WHAT NEEDS TO BE DONE |
When you reach the line containing "use schemars::JsonSchema;" in the data below, begin returning lines exactly as written, and stop once the line containing "Serialize, Deserialize, JsonSchema)]" has been returned.

(Beginning of DATA SHOWN)

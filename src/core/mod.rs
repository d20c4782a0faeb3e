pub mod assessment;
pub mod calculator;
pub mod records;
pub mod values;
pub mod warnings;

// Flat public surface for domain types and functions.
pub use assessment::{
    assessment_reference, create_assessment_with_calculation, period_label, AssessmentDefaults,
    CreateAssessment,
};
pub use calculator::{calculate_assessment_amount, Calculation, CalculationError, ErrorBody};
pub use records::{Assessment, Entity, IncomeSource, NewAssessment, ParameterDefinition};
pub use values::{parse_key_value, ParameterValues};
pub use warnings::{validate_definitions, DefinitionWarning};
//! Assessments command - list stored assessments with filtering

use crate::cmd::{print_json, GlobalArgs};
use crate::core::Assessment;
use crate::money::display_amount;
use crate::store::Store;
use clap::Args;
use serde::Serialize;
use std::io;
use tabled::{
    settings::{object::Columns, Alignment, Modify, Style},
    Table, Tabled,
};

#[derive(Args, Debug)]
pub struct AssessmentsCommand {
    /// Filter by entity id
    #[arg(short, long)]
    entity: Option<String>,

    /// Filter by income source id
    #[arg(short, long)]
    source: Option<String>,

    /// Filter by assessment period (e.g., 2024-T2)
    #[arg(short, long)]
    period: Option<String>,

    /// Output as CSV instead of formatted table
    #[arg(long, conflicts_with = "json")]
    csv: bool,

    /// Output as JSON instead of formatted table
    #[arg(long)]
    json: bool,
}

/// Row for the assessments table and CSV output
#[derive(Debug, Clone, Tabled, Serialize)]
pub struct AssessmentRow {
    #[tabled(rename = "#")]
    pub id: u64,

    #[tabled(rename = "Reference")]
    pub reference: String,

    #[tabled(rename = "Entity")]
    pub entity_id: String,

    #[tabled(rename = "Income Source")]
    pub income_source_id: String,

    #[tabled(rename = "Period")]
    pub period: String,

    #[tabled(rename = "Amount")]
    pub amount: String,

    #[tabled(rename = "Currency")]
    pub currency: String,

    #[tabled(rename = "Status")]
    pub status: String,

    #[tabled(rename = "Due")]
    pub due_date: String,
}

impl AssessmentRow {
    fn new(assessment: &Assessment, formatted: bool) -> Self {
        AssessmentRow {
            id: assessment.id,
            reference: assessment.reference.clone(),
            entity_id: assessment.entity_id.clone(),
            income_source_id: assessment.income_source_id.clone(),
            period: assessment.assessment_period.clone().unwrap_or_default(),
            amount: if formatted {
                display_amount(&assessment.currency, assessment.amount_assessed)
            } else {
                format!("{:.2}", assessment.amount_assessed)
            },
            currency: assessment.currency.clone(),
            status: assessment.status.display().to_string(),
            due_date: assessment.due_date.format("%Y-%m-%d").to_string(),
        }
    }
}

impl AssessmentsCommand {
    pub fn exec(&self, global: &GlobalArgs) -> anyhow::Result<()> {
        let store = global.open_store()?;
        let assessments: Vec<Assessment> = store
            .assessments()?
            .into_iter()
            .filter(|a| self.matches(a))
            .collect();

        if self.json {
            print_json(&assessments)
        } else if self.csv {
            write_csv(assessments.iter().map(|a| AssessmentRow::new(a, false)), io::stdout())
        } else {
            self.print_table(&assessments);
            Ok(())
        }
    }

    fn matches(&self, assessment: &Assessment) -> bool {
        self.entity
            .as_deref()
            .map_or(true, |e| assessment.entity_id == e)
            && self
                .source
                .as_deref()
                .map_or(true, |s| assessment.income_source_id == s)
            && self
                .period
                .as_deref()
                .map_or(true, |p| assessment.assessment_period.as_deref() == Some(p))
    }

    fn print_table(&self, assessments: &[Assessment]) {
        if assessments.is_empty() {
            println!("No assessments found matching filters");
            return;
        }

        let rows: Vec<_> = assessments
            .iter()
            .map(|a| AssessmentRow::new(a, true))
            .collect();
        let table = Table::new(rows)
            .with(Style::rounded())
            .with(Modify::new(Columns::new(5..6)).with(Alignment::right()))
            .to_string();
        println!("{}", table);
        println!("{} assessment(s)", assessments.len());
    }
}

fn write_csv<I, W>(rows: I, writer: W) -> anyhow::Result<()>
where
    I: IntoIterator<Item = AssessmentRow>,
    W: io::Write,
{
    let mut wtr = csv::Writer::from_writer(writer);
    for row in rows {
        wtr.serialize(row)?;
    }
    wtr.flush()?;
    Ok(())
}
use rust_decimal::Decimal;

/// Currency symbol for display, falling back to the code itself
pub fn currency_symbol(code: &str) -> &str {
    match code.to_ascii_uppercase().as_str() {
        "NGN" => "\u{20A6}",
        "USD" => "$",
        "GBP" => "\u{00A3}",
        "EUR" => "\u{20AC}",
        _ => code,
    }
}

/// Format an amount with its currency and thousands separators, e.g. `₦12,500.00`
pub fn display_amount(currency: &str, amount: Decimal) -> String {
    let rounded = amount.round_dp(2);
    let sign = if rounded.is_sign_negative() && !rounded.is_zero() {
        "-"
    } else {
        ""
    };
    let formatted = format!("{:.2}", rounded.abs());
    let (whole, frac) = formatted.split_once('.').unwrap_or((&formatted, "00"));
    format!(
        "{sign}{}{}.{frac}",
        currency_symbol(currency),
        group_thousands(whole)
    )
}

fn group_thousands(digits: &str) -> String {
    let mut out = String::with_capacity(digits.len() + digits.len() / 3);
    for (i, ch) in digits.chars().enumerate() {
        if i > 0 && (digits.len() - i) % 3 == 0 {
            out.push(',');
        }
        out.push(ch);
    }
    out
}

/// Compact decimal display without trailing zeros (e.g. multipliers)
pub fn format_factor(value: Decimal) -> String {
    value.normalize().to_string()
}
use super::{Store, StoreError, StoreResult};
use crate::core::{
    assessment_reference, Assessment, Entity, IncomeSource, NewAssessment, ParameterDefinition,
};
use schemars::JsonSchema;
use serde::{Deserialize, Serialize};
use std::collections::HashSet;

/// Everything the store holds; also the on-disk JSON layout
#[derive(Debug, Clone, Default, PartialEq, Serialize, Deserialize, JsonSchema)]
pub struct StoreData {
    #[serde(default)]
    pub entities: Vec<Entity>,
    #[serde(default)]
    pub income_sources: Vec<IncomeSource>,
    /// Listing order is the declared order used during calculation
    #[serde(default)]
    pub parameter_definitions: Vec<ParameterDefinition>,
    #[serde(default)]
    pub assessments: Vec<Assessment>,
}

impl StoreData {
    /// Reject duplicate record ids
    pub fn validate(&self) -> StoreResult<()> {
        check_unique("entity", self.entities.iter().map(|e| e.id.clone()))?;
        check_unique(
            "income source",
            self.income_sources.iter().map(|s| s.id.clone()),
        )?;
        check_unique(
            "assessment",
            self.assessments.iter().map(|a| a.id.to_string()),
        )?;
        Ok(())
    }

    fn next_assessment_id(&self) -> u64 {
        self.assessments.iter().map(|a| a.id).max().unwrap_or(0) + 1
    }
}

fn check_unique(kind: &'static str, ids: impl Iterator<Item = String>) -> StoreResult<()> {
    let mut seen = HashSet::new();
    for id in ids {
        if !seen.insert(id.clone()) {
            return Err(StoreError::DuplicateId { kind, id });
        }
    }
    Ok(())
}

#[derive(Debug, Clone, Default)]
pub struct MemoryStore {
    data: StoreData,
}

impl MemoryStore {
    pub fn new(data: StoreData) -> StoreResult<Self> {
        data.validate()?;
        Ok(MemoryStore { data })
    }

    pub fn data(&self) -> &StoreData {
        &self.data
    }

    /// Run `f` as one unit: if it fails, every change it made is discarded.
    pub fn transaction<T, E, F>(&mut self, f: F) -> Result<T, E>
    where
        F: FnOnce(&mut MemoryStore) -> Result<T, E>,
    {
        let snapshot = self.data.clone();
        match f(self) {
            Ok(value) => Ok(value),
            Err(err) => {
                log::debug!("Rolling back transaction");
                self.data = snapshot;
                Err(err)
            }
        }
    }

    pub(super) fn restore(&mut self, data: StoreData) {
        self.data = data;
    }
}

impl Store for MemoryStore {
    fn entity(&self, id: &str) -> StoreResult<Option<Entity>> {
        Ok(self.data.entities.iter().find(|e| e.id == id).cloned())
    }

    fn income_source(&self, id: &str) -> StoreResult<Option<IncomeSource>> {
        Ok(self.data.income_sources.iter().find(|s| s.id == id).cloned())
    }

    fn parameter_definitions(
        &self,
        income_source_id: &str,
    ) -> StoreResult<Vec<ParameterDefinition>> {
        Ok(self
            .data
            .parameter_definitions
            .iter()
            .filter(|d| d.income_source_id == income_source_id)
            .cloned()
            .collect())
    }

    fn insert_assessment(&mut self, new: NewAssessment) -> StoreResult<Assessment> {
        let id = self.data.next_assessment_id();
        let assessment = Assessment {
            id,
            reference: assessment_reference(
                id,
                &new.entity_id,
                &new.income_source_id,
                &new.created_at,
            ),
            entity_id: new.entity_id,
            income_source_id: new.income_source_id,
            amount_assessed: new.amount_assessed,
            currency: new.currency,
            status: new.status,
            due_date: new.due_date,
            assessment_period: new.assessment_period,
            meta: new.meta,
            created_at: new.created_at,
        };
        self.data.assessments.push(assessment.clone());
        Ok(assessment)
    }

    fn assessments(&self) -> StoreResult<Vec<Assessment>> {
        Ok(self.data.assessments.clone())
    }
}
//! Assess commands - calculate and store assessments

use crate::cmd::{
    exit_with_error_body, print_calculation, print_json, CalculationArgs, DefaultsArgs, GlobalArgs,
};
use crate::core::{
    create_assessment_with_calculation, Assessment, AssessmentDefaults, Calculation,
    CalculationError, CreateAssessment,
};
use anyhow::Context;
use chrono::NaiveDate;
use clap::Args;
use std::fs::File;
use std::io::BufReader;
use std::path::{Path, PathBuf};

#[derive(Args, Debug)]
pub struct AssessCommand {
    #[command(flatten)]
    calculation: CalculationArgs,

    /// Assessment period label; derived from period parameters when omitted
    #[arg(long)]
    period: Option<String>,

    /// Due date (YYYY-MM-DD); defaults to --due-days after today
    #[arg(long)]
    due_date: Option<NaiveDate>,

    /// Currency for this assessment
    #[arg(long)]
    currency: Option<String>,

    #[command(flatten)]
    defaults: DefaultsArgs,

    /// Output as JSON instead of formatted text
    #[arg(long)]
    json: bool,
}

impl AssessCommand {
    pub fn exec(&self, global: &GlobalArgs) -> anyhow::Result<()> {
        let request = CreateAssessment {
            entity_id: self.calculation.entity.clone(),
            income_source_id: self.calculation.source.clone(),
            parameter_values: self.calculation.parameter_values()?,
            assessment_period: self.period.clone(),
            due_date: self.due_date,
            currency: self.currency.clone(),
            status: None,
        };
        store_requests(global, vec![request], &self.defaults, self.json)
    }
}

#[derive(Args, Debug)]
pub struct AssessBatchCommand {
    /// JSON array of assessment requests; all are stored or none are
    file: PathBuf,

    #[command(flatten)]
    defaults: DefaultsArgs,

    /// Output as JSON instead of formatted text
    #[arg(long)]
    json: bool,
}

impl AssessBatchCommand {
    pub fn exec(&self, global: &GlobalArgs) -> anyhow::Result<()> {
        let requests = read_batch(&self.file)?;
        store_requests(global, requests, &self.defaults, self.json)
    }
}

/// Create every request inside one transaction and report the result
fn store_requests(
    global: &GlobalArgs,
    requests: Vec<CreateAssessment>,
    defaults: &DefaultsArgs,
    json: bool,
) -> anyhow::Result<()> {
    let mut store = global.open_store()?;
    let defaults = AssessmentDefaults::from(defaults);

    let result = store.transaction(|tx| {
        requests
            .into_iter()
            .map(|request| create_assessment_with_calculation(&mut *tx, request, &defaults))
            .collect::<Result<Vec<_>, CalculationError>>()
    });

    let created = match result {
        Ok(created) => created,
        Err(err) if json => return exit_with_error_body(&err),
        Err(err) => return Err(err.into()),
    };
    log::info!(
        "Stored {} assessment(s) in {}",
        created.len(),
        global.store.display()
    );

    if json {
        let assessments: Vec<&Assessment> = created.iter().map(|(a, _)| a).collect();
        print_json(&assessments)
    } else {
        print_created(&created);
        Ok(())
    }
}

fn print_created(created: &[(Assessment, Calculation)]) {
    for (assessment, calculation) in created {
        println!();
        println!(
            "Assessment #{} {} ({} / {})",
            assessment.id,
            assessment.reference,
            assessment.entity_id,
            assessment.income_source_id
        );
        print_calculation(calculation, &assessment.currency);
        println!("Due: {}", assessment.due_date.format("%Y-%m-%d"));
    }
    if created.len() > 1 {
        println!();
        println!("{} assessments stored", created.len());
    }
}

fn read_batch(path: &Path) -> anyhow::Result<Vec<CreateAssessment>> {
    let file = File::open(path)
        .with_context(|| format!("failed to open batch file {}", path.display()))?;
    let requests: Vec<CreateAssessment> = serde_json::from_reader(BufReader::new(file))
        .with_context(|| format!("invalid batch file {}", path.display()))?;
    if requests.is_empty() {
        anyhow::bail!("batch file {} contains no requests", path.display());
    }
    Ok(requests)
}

(End of DATA SHOWN)

TASK ANSWER |
use schemars::JsonSchema;
use serde::{Deserialize, Serialize};
use std::collections::HashSet;

/// Everything the store holds; also the on-disk JSON layout
#[derive(Debug, Clone, Default, PartialEq, Serialize, Deserialize, JsonSchema)]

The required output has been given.